The data:
---------------

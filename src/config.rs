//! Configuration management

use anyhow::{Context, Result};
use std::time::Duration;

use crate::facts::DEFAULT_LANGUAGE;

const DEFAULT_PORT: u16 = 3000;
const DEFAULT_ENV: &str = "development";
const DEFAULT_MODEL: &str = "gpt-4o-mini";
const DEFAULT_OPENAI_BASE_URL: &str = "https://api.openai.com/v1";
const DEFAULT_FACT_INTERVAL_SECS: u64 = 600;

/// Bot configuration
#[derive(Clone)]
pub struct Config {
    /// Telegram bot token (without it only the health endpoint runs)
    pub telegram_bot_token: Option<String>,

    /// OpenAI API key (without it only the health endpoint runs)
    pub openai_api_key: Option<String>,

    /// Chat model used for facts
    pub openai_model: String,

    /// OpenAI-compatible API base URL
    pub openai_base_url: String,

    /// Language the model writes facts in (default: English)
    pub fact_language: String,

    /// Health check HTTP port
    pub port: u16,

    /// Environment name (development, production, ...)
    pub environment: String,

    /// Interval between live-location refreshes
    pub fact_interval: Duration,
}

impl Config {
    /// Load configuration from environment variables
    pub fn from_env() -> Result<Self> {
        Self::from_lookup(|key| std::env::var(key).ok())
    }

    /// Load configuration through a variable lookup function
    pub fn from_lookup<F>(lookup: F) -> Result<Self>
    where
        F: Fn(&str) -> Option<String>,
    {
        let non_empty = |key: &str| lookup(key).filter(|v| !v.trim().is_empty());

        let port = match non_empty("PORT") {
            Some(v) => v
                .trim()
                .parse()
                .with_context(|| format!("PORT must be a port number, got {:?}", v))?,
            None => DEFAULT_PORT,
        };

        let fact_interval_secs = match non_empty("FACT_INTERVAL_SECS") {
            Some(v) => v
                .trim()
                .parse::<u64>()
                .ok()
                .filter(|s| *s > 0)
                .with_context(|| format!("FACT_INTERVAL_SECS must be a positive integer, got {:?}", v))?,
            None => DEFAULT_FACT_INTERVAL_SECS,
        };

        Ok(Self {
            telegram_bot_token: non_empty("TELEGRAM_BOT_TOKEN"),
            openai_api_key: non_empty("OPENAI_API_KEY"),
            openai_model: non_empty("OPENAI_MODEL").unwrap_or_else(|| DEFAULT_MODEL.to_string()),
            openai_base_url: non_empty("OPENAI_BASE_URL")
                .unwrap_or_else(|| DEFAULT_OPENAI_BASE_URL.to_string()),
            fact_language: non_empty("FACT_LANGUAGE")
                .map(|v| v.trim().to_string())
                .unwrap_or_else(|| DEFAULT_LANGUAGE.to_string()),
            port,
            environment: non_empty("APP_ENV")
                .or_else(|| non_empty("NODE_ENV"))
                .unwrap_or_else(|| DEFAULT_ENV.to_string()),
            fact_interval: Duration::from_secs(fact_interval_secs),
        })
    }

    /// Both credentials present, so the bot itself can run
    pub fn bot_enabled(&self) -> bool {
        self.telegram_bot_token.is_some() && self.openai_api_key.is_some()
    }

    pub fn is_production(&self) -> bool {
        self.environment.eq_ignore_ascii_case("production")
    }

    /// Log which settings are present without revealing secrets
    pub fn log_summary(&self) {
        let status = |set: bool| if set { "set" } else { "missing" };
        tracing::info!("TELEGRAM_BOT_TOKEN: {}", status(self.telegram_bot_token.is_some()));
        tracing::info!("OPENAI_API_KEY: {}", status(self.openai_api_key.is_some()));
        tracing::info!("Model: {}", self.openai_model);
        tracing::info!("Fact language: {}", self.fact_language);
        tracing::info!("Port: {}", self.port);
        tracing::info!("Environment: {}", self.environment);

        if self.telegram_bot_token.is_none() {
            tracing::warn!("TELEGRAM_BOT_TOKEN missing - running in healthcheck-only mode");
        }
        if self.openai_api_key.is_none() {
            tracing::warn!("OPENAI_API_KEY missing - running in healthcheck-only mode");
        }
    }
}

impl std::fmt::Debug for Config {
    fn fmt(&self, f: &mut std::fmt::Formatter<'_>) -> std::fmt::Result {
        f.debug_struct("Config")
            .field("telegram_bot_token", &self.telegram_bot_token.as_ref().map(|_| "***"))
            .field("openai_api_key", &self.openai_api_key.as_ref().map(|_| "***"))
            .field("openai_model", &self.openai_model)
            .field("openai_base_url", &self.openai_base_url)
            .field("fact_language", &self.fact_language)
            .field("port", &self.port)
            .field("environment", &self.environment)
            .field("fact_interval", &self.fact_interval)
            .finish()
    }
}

---------------

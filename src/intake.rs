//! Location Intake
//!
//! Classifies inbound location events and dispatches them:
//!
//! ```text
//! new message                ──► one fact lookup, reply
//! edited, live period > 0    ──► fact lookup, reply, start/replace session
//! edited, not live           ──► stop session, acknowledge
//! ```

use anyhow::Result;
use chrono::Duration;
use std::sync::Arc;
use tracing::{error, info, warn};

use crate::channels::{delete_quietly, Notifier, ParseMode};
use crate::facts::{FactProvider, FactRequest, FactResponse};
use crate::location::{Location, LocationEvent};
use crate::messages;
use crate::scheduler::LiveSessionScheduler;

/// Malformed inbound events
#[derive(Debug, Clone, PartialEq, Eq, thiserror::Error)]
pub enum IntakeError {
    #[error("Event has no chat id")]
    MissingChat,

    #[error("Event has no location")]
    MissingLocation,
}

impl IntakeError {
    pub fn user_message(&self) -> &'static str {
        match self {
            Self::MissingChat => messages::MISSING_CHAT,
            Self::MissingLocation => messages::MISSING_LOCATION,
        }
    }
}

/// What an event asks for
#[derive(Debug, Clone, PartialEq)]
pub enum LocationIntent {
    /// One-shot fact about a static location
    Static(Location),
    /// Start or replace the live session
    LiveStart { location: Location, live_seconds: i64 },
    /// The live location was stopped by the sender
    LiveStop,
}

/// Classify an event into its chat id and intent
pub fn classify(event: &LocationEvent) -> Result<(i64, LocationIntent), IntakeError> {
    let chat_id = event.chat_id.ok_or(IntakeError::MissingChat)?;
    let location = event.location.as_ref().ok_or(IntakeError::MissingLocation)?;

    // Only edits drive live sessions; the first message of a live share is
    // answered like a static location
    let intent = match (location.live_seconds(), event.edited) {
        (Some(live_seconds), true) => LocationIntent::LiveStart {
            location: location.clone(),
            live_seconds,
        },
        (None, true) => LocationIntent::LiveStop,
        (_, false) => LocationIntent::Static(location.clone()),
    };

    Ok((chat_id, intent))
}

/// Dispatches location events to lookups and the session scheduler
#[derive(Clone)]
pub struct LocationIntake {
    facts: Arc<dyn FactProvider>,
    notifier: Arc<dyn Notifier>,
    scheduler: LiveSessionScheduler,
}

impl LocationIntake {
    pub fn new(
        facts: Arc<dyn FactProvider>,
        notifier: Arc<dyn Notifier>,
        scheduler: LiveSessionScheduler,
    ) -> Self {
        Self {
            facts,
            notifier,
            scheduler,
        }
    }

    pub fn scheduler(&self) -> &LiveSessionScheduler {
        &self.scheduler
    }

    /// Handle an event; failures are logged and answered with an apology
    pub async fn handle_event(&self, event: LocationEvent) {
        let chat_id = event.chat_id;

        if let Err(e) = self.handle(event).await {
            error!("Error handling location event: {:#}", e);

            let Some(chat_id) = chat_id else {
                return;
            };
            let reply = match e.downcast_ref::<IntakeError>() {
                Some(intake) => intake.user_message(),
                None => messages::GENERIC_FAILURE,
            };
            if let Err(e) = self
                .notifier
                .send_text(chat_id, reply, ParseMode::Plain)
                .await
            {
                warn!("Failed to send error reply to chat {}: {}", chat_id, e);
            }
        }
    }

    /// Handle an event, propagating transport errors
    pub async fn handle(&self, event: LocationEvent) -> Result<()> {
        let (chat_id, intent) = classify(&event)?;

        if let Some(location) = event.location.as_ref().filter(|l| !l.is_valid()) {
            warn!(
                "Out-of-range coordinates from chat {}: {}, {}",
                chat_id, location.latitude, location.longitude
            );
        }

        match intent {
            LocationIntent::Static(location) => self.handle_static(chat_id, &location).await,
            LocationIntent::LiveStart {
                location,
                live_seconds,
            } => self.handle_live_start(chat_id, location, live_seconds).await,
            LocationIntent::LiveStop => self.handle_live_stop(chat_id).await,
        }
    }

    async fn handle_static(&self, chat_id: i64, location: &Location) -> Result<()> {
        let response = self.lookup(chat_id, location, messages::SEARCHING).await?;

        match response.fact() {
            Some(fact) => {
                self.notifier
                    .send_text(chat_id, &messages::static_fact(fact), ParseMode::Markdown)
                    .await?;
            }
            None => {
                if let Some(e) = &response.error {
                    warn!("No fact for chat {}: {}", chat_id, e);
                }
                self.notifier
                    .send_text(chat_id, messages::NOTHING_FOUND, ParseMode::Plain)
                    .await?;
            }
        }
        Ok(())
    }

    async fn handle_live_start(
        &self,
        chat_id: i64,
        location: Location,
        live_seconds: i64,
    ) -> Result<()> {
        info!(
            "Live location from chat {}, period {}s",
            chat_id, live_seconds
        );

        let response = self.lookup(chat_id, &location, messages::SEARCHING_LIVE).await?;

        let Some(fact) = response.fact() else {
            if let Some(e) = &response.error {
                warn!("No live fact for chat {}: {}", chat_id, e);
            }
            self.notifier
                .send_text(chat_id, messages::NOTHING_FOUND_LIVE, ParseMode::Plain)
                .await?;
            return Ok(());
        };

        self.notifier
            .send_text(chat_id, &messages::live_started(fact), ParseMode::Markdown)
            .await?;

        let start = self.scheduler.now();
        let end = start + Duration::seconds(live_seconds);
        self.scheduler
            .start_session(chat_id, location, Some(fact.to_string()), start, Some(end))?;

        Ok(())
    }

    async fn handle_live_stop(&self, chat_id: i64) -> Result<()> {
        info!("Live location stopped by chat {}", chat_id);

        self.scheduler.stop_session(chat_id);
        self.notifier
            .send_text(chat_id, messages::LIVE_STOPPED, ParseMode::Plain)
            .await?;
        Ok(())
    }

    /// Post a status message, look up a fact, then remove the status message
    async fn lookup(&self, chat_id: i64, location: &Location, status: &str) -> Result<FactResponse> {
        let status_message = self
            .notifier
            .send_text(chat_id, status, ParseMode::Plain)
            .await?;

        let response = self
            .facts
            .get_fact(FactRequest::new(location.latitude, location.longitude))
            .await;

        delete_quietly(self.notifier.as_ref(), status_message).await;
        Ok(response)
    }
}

---------------

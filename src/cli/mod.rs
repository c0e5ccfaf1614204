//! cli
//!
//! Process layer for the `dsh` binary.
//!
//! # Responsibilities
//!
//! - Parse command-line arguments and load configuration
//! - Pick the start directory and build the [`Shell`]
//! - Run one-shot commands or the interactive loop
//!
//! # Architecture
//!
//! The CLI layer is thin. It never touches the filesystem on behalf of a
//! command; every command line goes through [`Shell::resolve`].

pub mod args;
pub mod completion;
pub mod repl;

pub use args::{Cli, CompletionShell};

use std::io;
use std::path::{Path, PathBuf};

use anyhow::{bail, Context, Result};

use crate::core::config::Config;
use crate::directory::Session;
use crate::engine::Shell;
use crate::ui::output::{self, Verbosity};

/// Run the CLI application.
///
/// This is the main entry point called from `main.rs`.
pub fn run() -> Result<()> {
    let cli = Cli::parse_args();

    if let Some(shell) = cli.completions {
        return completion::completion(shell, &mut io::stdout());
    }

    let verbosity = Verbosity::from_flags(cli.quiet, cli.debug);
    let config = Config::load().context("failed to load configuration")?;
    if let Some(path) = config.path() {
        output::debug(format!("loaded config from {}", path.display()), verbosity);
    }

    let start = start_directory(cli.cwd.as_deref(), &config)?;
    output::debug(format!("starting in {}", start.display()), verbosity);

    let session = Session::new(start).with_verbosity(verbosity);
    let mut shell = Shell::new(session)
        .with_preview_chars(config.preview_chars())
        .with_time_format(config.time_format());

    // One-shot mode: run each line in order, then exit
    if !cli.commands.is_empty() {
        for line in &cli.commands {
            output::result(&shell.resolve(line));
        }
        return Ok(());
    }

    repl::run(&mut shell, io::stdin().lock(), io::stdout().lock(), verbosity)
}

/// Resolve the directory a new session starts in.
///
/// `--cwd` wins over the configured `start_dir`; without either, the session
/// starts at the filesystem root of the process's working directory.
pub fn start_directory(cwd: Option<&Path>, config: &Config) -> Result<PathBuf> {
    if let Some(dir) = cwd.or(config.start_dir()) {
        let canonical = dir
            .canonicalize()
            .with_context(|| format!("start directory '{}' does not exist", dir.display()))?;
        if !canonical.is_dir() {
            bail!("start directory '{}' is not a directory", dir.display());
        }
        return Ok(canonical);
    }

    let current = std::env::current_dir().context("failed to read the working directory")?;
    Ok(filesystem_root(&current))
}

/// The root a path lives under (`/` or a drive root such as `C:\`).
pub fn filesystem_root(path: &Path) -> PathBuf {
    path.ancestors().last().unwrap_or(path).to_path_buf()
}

---------------

How to complete this task: For the string "Plain", tally the lines above that contain it and give only the figure.

Solution to this exercise: 5